Sábado, 9 de abril de 2016 | Hoy
La capital de Irlanda guarda un edificio literalmente único. El Casino Marino, construido en 1759, es un ejercicio de
arquitectura con humor, sabiduría y un buen gusto perfecto, y una de las grandes obras de Chambers.
Por Sergio Kiernan
De las ciudades de este mundo, a Dublín le tocó el sobrenombre de “la bella”. La capital de los irlandeses no es una ciudad espectacular, ni inmensa, ni impresionante: es uno de los lugares urbanos más agradables y gentiles que se pueda esperar. Coherente, baja, abierta, con lugares de belleza notable, conjuntos intactos que cualquier porteño va a envidiar, un tránsito intenso pero manejable y parques colocados justo cuando uno los necesita, la ciudad se recorre sola. Lo que se puede ver, recortando mentalmente los muy mediocres edificios modernos, es una ciudad dieciochesca conviviendo con una victoriana y eduardiana. Las dos últimas tienen fachadas asertivas y muy ornamentadas, la primera tiene una maña muy dublinesa, la de esconder sus glorias interiores atrás de fachadas equilibradas, elegantes, perfectas según el arte, pero modestas.
De este mismo período, Dublín guarda un tesoro literalmente único, un ejercicio de arquitectura neoclásica juguetón y divertido, un objeto de arte que casi no tiene par. Está en lo que sobrevive de un glorioso parque en Clontarf, veinte minutos del centro hacia el norte, sobre la avenida Malahide en un barrio hoy llamado Fairview, justo antes de la bahía.
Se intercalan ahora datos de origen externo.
//! Session module
//!
//! Authentication state and route protection.
//!
//! # Overview
//!
//! The session module provides:
//! - `SessionStore` - Where the signed-in record lives (memory or JSON file)
//! - `SessionContext` - Explicit signed-in state, derived from a store
//! - `RouteGuard` - Pure `(SessionContext, path) -> GuardDecision` check
//!
//! Nothing here is global: callers load a `SessionContext` once and pass
//! it to the guard for every navigation.

mod guard;
mod store;
mod types;

pub use guard::{Access, GuardDecision, RouteGuard, RoutePattern, RouteRule};
pub use store::{sign_in, sign_out, FileSessionStore, MemorySessionStore, SessionStore};
pub use types::{SessionContext, SessionRecord};

#[cfg(test)]
mod tests;
//! Application configuration
//!
//! Loaded from a YAML file. Every section is optional and falls back to
//! the defaults used by the storefront and admin clients.
//!
//! ```yaml
//! pagination:
//!   items_per_page: 10
//!   window: 5
//! session:
//!   path: .pagekit/session.json
//! routes:
//!   login_path: /login
//!   home_path: /
//!   protected: ["/orders", "/orders/:id", "/security", "/admin/*"]
//!   guest_only: ["/login"]
//! ```

use crate::error::{Error, Result};
use crate::pagination::{PageSize, DEFAULT_ITEMS_PER_PAGE};
use crate::session::RouteGuard;
use serde::{Deserialize, Serialize};
use std::fs;
use std::path::{Path, PathBuf};
use tracing::debug;

// ============================================================================
// Top-Level Config
// ============================================================================

/// Complete configuration loaded from YAML
#[derive(Debug, Clone, Default, Serialize, Deserialize)]
pub struct AppConfig {
    /// Page size and pagination controls
    #[serde(default)]
    pub pagination: PaginationSettings,

    /// Where the session record is stored
    #[serde(default)]
    pub session: SessionSettings,

    /// Route protection rules
    #[serde(default)]
    pub routes: RoutesConfig,
}

impl AppConfig {
    /// Build the route guard described by the `routes` section
    pub fn route_guard(&self) -> Result<RouteGuard> {
        RouteGuard::from_config(&self.routes)
    }

    /// Check values serde cannot check on its own
    pub fn validate(&self) -> Result<()> {
        self.pagination.page_size()?;
        if self.pagination.window == 0 {
            return Err(Error::invalid(
                "pagination.window",
                "must be greater than zero",
            ));
        }

        for (field, path) in [
            ("routes.login_path", &self.routes.login_path),
            ("routes.home_path", &self.routes.home_path),
        ] {
            if !path.starts_with('/') {
                return Err(Error::invalid(
                    field,
                    format!("'{path}' must start with '/'"),
                ));
            }
        }

        self.route_guard()?;
        Ok(())
    }
}

// ============================================================================
// Pagination
// ============================================================================

/// Pagination defaults
#[derive(Debug, Clone, Serialize, Deserialize)]
pub struct PaginationSettings {
    /// Items per page (must be > 0, checked by `validate`)
    #[serde(default = "default_items_per_page")]
    pub items_per_page: usize,

    /// Page buttons shown by a pagination control
    #[serde(default = "default_window")]
    pub window: usize,
}

impl Default for PaginationSettings {
    fn default() -> Self {
        Self {
            items_per_page: default_items_per_page(),
            window: default_window(),
        }
    }
}

impl PaginationSettings {
    /// Configured page size
    ///
    /// Returns `Error::InvalidConfiguration` when `items_per_page` is zero.
    pub fn page_size(&self) -> Result<PageSize> {
        PageSize::new(self.items_per_page)
    }
}

fn default_items_per_page() -> usize {
    DEFAULT_ITEMS_PER_PAGE
}

fn default_window() -> usize {
    5
}

// ============================================================================
// Session
// ============================================================================

/// Session storage settings
#[derive(Debug, Clone, Default, Serialize, Deserialize)]
pub struct SessionSettings {
    /// JSON file holding the session record
    #[serde(default)]
    pub path: Option<PathBuf>,
}

// ============================================================================
// Routes
// ============================================================================

/// Route protection rules
#[derive(Debug, Clone, Serialize, Deserialize)]
pub struct RoutesConfig {
    /// Where signed-out users are sent from protected routes
    #[serde(default = "default_login_path")]
    pub login_path: String,

    /// Where signed-in users are sent from guest-only routes
    #[serde(default = "default_home_path")]
    pub home_path: String,

    /// Patterns that require a signed-in session
    #[serde(default = "default_protected")]
    pub protected: Vec<String>,

    /// Patterns only shown to signed-out users
    #[serde(default = "default_guest_only")]
    pub guest_only: Vec<String>,
}

impl Default for RoutesConfig {
    fn default() -> Self {
        Self {
            login_path: default_login_path(),
            home_path: default_home_path(),
            protected: default_protected(),
            guest_only: default_guest_only(),
        }
    }
}

fn default_login_path() -> String {
    "/login".to_string()
}

fn default_home_path() -> String {
    "/".to_string()
}

fn default_protected() -> Vec<String> {
    ["/orders", "/orders/:id", "/security", "/admin/*"]
        .into_iter()
        .map(String::from)
        .collect()
}

fn default_guest_only() -> Vec<String> {
    vec!["/login".to_string()]
}

// ============================================================================
// Loading
// ============================================================================

/// Load and validate configuration from a YAML file
pub fn load_config(path: impl AsRef<Path>) -> Result<AppConfig> {
    let path = path.as_ref();
    let content = fs::read_to_string(path).map_err(|e| {
        if e.kind() == std::io::ErrorKind::NotFound {
            Error::file_not_found(path.display().to_string())
        } else {
            Error::config(format!(
                "Failed to read config file '{}': {}",
                path.display(),
                e
            ))
        }
    })?;

    debug!(path = %path.display(), "Loaded config file");
    load_config_from_str(&content)
}

/// Load and validate configuration from a YAML string
pub fn load_config_from_str(yaml: &str) -> Result<AppConfig> {
    // An empty document means "all defaults"
    if yaml.trim().is_empty() {
        return Ok(AppConfig::default());
    }

    let config: AppConfig = serde_yaml::from_str(yaml)?;

    config.validate()?;
    Ok(config)
}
Medio escondido entre arboledas y casas nuevas, en un pequeño promontorio, está el Casino Marino, un juguete que se acerca a la perfección y es una obra única del gran sir William Chambers, arquitecto de los reyes Jorge.
Lo primero que hay que entender para ver esta joya es que es un producto del Iluminismo y de una curiosa manía de la aristocracia británica. Para mediados del 1700, las clases dirigentes de la Europa no latina estaban profundamente enamoradas del clasicismo y de todo lo que fuera italiano. Tanto, que la educación de un caballero no se consideraba completa sin el Gran Tour, el viaje a y residencia en Italia. Roma no sólo era un centro de artistas, arquitectos, músicos, lingüistas y eruditos de todo el mundo conocido, también era el destino de príncipes, nobles y notables que llegaban, aprendían, perfeccionaban y coleccionaban. La idea era volver a casa, sea Suecia, Rusia o Irlanda, con una buena colección de arte, hablando italiano fluidamente, cargado de antigüedades y mejorado en el violín o el pincel. Al contrario que en nuestra era guaranga, los ricos consideraban la cultura un ornamento.
Uno de los tantos muchachos que hicieron este camino fue James Caulfield, hijo del tercer vizconde de Charlemont y futuro primer conde de Charlemont, irlandés, patriota y una mente original. James llegó a Roma a los 18 años junto a su maestro Edward Murphy en 1745, y simplemente se enamoró del lugar. El pibe hizo todo lo que hacían los nobles del momento, pero más: aprendió el italiano como un italiano, recorrió el país de punta a punta, se compró un barco para recorrer el cercano oriente viendo ruinas romanas y griegas, probando comidas y bebidas exóticas, coleccionando fragmentos clásicos, ropajes exóticos, cuadros, esculturas, libros. Los años pasaron y todo indica que James hubiera sido feliz comprando casa romana y quedándose ahí, cuando una carta de su padre cambió todo. El vizconde estaba envejeciendo –para los bajos niveles de su siglo– y le pedía que volviera para atender los asuntos de familia.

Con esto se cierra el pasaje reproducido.